Douglas has continued to meet with concerned parents and community leaders to talk education, said Charles Tack, Arizona Department of Education (ADE) director of communications.
“Kids can’t wait is really a living document,” Tack said. “The important thing to us was that we could stop with just the initial plan. The superintendent truly feels like it needs to be a continuous process, something that happens every year and evolves.”
With more than 12 stops under her belt this year, Douglas will kick off the final leg of her community meetings next week in southeastern Arizona.
“What we’ve heard so far this year is represented in the new proposals for the 2017 Kids Can’t Wait Plan, which also includes updates to proposals that are ongoing and what has already been accomplished,” Tack said.
“Obviously the schools receive additional funding through Prop 123,” Tack said. “People see this as a starting point, but there is still funding struggles. What we found when we went out to the rural areas is that it’s so much more than just trying to find good teachers. What we heard were concerns on just the basic funding needed to keep schools operational and running.”
The Arizona Education Finance Amendment – Proposition 123 – was on the May 17, 2016, ballot in Arizona as a constitutional amendment. It was approved by a margin of less than 2 percent.
The measure was designed to increase education funding by $3.5 billion over the course of 10 years by allocating money from the general fund and increasing annual distributions of the state land trust permanent funds to education.
Tack said the Education Department hopes to remove some of the hurdles for people considering teaching as a profession.
“We are optimistic to be able to remove some of the barriers that makes it harder for people to become teachers and makes it more attractive for people already in the profession to come here to teach,” Tack said. “We really need to make the process of becoming a teacher in Arizona less burdensome.”
As part of its 2017 plan, the ADE will develop a comprehensive school report card system to better serve parents when considering a school.
“When parents are looking for a school they might be able to find a school’s letter grade, but they may want to see other things, Tack said. “The problem with a letter grade is that when you see an A or a B, C or D letter grade it’s basically telling you how a school did on the standardized test and not a whole lot else. By making a report card that’s more robust we want to give them a real feel for what a school has to offer their child.”
A new school report card system could help answer what type of sports programs a school offers? Are there programs for gifted and special needs students? The new system may also include the number safety incidents, is there a school resource officer on campus and what schools offer Science, Technology, Engineering and Math (STEM) courses?
“These are questions right now the current report cards are not robust enough to answer,” Tack said. “We envision a system where a parent can put an app on their phone and easily see how the schools in their area are doing, and which one would be right for their children to attend. It’s about empowering school choice.”
“What we are looking to do is tell the Legislature and the governor what’s needed, then work with lawmakers on how to fund the initiatives that have been diagnosed as critical needs,” Tack said. “Prop 123 was certainly a start. It added money into education, but a lot of people don’t think it’s enough. We have to first make that case and then work with the Legislature on what’s feasible.”

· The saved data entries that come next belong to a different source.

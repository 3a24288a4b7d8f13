//! Identifier types.

use std::fmt;

/// Edge weight of a single link.
pub type Weight = u64;

/// Cumulative path weight towards the believed root.
pub type Cost = u64;

/// Protocol-level node identifier.
///
/// Unique across a topology and totally ordered. The node with the smallest
/// `NodeId` is the root every other node converges towards.
#[derive(Debug, Clone, Copy, PartialEq, Eq, Hash, PartialOrd, Ord)]
pub struct NodeId(pub u64);

impl fmt::Display for NodeId {
    fn fmt(&self, f: &mut fmt::Formatter<'_>) -> fmt::Result {
        write!(f, "{}", self.0)
    }
}

/// Stable handle of a node inside the simulation arena.
///
/// Assigned in declaration order. Unlike [`NodeId`] it carries no protocol
/// meaning; it only locates a node in the arena.
#[derive(Debug, Clone, Copy, PartialEq, Eq, Hash, PartialOrd, Ord)]
pub struct NodeIndex(pub u32);

impl NodeIndex {
    /// The handle as a `Vec` index.
    pub fn as_usize(self) -> usize {
        self.0 as usize
    }
}

impl From<usize> for NodeIndex {
    fn from(index: usize) -> Self {
        Self(index as u32)
    }
}

impl fmt::Display for NodeIndex {
    fn fmt(&self, f: &mut fmt::Formatter<'_>) -> fmt::Result {
        write!(f, "#{}", self.0)
    }
}

#[cfg(test)]
mod tests {
    use super::*;

    #[test]
    fn test_node_id_ordering() {
        assert!(NodeId(1) < NodeId(3));
        assert_eq!(NodeId(7).max(NodeId(2)), NodeId(7));
    }

    #[test]
    fn test_node_index_roundtrip() {
        let index = NodeIndex::from(5usize);
        assert_eq!(index.as_usize(), 5);
        assert_eq!(index.to_string(), "#5");
    }
}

Tack added that school local bonds and overrides should not be a primary funding source.
“This really wasn’t the intent for many of the formulas that simply have not funded education,” he said. “The formulas have essentially almost been eliminated in terms of funding going to schools. It comes down to making a decision on what do we want to prioritize and if we want to make education a priority?”
Zip Code Project
The state will expand its “Zip Code Project,” which provides a platform for local organizations to come together to support underserved or disconnected youths in certain zip codes. The project currently serves four zip codes — Chinle, Ajo, and two in Phoenix.
According to the ADE, the financial burden on taxpayers created by a disconnected youth – ages 16 to 24 – averages around $37,450 annually.
“Many children face challenges just getting to school in addition to having a quality school to attend. Left unaided, these children will often have no choice for their future but crime, welfare or other unacceptable outcomes. The Zip Code Project identifies these areas and focuses on bringing community resources together to help the children holistically,” Douglas wrote in her 2015 AZ Kids Can’t Wait Plan.
Arizona is leading the nation in the percentage of young people not working or attending school.
The Zip Code Project provides a platform for organizations to come together to best support underserved and disconnected youth, Tack said.
By working together with external partners, ADE can help provide the resources and services to decrease the number of youth not working or attending school, he added.
“It’s really about more than just success in getting kids back into school or into a work placement program,” Tack said. “It’s about supporting them as a whole student. It’s about helping them and supporting them as a person.”
ADE anticipated the Zip Code Project will serve every county within the next five years.